Este conjunto de colocaciones, sumado a las emisiones de las provincias, constituye el soporte necesario para que el BCRA continúe adquiriendo reservas. A mediados de mayo, la entidad monetaria se encuentra cerca de alcanzar el 90% de su meta anual, fijada en USD 10.000 millones. Al cierre de la semana pasada, el BCRA acumuló 93 jornadas consecutivas con resultado positivo en el mercado cambiario. El viernes pasado, bajo la conducción de Santiago Bausili, la entidad compró USD 139 millones, elevando el total anual a casi USD 9.000 millones.
Desde la implementación del nuevo esquema monetario en enero, el BCRA ha adquirido un total de USD 8.990 millones. El mes de abril se destacó como el de mayor volumen, con compras por USD 2.769 millones; de hecho, el 2 de enero fue el único día en que la entidad no realizó compras de divisas. En mayo, la autoridad monetaria aceleró nuevamente el ritmo de acumulación: tras un comienzo de mes con montos diarios inferiores a los 100 millones de dólares, la última semana sumó USD 909 millones, alcanzando un acumulado mensual de USD 1.835 millones.
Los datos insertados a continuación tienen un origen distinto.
//! This module provides a [`CanAdapter`] implementation for Linux SocketCAN interfaces.
use std::time::Duration;

use libc::{can_filter, CAN_EFF_FLAG, CAN_EFF_MASK, CAN_RTR_FLAG, CAN_SFF_MASK};
use tracing::{debug, info};

use crate::can::{BackgroundReceiver, CanAdapter, Frame, FrameSource, Identifier};
use crate::Result;

mod frame;
mod socket;

pub use socket::CanSocket;

/// Read timeout of the receive thread, bounds how long `close` waits for it.
const POLL_INTERVAL: Duration = Duration::from_millis(20);

/// Kernel acceptance filter: a frame is received if `received_id & mask == id & mask`.
#[derive(Debug, Copy, Clone, PartialEq, Eq)]
pub struct CanFilter {
    pub id: Identifier,
    pub mask: u32,
}

impl CanFilter {
    /// Match exactly one identifier, data frames only.
    pub fn exact(id: Identifier) -> Self {
        let mask = match id {
            Identifier::Standard(_) => CAN_SFF_MASK,
            Identifier::Extended(_) => CAN_EFF_MASK,
        };
        Self {
            id,
            mask: mask | CAN_EFF_FLAG | CAN_RTR_FLAG,
        }
    }

    fn to_raw(self) -> can_filter {
        can_filter {
            can_id: frame::id_to_canid_t(self.id),
            can_mask: self.mask,
        }
    }
}

struct SocketReader(CanSocket);

impl FrameSource for SocketReader {
    fn read_frame(&mut self) -> Result<Option<Frame>> {
        self.0.read_frame()
    }
}

/// Adapter for a raw SocketCAN socket. Frames are drained by a background thread into a bounded queue.
pub struct SocketCan {
    socket: CanSocket,
    receiver: BackgroundReceiver,
}

impl SocketCan {
    /// Open `interface` (e.g. `can0`, `vcan0`). Returns [`crate::Error::NotFound`] if it does not exist.
    pub fn open(interface: &str) -> Result<Self> {
        let socket = CanSocket::open(interface)?;
        socket.set_loopback(true)?;
        socket.set_read_timeout(POLL_INTERVAL)?;

        let reader = SocketReader(socket.try_clone()?);
        let receiver = BackgroundReceiver::new(reader)?;

        info!("Connected to SocketCAN interface {}", interface);
        Ok(Self { socket, receiver })
    }

    /// Only receive frames matching one of `filters`.
    pub fn set_filters(&self, filters: &[CanFilter]) -> Result<()> {
        let raw: Vec<can_filter> = filters.iter().map(|f| f.to_raw()).collect();
        self.socket.set_filters(&raw)
    }

    /// Stop the receive thread. Blocked and later `recv` calls fail with [`crate::Error::Closed`].
    pub fn close(&self) {
        self.receiver.close();
    }
}

impl CanAdapter for SocketCan {
    fn send(&mut self, frame: &Frame) -> Result<()> {
        debug!("TX {:?}", frame);
        self.socket.write_frame(frame)
    }

    fn recv(&mut self, timeout: Duration) -> Result<Option<Frame>> {
        let frame = self.receiver.recv(timeout)?;
        if let Some(frame) = &frame {
            debug!("RX {:?}", frame);
        }
        Ok(frame)
    }

    fn set_filter(&mut self, id: Identifier) -> Result<()> {
        self.set_filters(&[CanFilter::exact(id)])
    }
}
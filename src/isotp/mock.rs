//! Scripted [`IsoTpChannel`] for exercising the UDS layer without a CAN adapter.

use std::collections::VecDeque;

use crate::error::Error;
use crate::isotp::{IsoTPOptions, IsoTpChannel};
use crate::Result;

/// Returns queued responses in order. An empty queue is reported as [`Error::Timeout`].
pub struct MockIsoTp {
    options: IsoTPOptions,
    responses: VecDeque<Vec<u8>>,
    sent: Vec<Vec<u8>>,
}

impl MockIsoTp {
    pub fn new(options: IsoTPOptions) -> Self {
        Self {
            options,
            responses: VecDeque::new(),
            sent: Vec::new(),
        }
    }

    pub fn push_response(&mut self, response: &[u8]) {
        self.responses.push_back(response.to_vec());
    }

    /// Packets sent so far, in order.
    pub fn sent(&self) -> &[Vec<u8>] {
        &self.sent
    }

    /// Responses not consumed yet.
    pub fn pending(&self) -> usize {
        self.responses.len()
    }
}

impl IsoTpChannel for MockIsoTp {
    fn send(&mut self, data: &[u8]) -> Result<()> {
        self.sent.push(data.to_vec());
        Ok(())
    }

    fn recv(&mut self) -> Result<Vec<u8>> {
        self.responses.pop_front().ok_or(Error::Timeout)
    }

    fn options(&self) -> &IsoTPOptions {
        &self.options
    }

    fn set_options(&mut self, options: IsoTPOptions) -> Result<()> {
        self.options = options;
        Ok(())
    }
}
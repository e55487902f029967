//! Pluggable seed/key algorithms for Security Access (0x27).

/// Computes the key the ECU expects for a given seed. Vendor algorithms live outside this crate.
pub trait SecurityAlgorithm {
    fn compute_key(&self, seed: &[u8]) -> Vec<u8>;
}

impl<F> SecurityAlgorithm for F
where
    F: Fn(&[u8]) -> Vec<u8>,
{
    fn compute_key(&self, seed: &[u8]) -> Vec<u8> {
        self(seed)
    }
}

/// Key = seed XOR a repeating mask. Common on development ECUs.
#[derive(Debug, Clone)]
pub struct XorKey(pub Vec<u8>);

impl SecurityAlgorithm for XorKey {
    fn compute_key(&self, seed: &[u8]) -> Vec<u8> {
        if self.0.is_empty() {
            return seed.to_vec();
        }
        seed.iter()
            .zip(self.0.iter().cycle())
            .map(|(s, m)| s ^ m)
            .collect()
    }
}

#[cfg(test)]
mod tests {
    use super::*;

    #[test]
    fn xor_mask_repeats() {
        let algorithm = XorKey(vec![0xff, 0x00]);
        assert_eq!(algorithm.compute_key(&[0x12, 0x34, 0x56]), vec![0xed, 0x34, 0xa9]);
    }

    #[test]
    fn closure_is_algorithm() {
        let algorithm = |seed: &[u8]| seed.iter().rev().copied().collect::<Vec<u8>>();
        assert_eq!(algorithm.compute_key(&[1, 2, 3]), vec![3, 2, 1]);
    }
}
Este panorama se complementa con la expectativa por la llegada de USD 1.000 millones provenientes del Fondo Monetario Internacional (FMI), tras la aprobación de la segunda revisión del acuerdo. Se prevé que este monto impacte en las reservas durante la presente semana, situándolas en el nivel más alto de la gestión de Javier Milei. En conclusión, el mercado de ONs ha demostrado resiliencia frente a un contexto internacional desafiante, permitiendo que las empresas líderes se financien mientras el BCRA avanza en la recomposición de sus reservas, con la mirada puesta en futuros mecanismos de financiamiento y garantías internacionales.